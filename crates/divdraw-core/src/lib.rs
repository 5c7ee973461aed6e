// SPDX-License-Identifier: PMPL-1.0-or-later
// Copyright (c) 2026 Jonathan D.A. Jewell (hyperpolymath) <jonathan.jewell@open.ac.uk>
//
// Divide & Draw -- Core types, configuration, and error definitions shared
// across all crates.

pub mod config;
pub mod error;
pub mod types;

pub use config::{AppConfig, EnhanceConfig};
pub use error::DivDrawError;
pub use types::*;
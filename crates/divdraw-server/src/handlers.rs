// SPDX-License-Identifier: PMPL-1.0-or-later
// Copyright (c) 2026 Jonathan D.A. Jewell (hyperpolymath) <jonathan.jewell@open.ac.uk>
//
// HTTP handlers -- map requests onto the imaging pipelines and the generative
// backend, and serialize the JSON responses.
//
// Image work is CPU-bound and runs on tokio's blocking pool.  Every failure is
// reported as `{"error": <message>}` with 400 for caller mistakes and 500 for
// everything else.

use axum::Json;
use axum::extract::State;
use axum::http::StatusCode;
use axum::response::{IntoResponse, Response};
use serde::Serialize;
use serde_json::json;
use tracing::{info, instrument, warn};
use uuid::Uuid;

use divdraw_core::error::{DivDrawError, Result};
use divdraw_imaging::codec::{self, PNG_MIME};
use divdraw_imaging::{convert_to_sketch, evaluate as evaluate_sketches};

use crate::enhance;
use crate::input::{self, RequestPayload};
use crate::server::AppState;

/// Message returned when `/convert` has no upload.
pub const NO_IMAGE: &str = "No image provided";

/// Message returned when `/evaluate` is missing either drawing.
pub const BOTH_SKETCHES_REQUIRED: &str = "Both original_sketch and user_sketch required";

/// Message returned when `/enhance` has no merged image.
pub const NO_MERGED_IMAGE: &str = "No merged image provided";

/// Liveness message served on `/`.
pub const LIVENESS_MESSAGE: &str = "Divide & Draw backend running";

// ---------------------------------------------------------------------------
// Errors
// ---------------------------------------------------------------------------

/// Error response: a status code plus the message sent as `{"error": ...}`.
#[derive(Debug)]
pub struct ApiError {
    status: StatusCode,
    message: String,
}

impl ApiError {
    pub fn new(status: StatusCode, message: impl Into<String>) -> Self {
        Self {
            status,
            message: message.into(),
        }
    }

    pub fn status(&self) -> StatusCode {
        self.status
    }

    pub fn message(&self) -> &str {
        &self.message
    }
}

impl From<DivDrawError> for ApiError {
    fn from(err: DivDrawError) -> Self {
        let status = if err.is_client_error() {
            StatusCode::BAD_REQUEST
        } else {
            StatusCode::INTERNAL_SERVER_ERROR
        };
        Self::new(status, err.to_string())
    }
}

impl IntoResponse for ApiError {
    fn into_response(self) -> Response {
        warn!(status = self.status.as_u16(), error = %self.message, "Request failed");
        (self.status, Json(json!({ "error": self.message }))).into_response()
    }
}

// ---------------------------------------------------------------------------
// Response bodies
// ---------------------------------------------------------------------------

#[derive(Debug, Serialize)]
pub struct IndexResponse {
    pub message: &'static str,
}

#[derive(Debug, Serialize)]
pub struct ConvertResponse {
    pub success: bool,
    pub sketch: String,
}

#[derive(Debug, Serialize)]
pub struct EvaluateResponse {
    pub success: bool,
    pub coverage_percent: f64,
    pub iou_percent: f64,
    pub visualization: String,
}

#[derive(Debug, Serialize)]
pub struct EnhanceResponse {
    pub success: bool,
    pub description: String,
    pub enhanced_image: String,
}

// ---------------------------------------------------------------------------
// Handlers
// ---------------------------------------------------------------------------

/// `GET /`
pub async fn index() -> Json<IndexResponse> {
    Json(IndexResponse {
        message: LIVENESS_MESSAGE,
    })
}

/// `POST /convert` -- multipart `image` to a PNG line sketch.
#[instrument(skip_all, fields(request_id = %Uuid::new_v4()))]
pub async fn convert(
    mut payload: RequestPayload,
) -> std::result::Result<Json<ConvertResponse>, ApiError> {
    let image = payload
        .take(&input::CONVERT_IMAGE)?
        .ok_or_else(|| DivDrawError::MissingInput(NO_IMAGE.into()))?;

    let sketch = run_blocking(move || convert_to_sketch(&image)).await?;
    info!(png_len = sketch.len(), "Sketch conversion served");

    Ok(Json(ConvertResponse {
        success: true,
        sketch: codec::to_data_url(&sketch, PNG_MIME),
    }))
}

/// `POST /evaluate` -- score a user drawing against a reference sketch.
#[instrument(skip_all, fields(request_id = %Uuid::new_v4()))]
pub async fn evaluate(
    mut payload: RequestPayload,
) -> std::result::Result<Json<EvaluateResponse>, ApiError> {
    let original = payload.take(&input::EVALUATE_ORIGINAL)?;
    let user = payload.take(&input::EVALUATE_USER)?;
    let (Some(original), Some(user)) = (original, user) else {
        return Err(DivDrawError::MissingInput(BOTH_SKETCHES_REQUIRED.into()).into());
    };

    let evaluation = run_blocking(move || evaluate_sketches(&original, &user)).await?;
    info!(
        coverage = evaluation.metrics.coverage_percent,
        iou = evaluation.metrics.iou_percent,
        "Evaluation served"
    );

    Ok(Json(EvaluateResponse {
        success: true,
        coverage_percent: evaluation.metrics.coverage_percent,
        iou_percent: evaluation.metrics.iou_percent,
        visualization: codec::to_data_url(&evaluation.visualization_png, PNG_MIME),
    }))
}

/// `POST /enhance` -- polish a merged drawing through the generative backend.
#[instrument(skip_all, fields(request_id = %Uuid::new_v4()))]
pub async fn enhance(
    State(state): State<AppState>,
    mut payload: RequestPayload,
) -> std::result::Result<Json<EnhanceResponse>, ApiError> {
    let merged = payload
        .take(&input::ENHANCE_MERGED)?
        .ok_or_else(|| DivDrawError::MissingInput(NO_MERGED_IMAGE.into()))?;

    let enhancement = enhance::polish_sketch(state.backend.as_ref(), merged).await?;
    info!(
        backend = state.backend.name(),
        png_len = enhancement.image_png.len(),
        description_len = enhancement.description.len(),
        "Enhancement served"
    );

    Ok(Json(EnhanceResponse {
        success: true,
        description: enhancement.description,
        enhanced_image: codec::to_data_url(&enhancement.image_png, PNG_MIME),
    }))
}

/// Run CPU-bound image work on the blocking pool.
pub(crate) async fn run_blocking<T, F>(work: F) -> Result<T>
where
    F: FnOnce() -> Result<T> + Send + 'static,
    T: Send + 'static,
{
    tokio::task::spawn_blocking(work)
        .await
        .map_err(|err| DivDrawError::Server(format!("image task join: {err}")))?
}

- **ACTION ITEM**
If a line in the records has the word "EvaluateResponse", copy that line.

- **SOLUTION**
pub struct EvaluateResponse {
) -> std::result::Result<Json<EvaluateResponse>, ApiError> {
    Ok(Json(EvaluateResponse {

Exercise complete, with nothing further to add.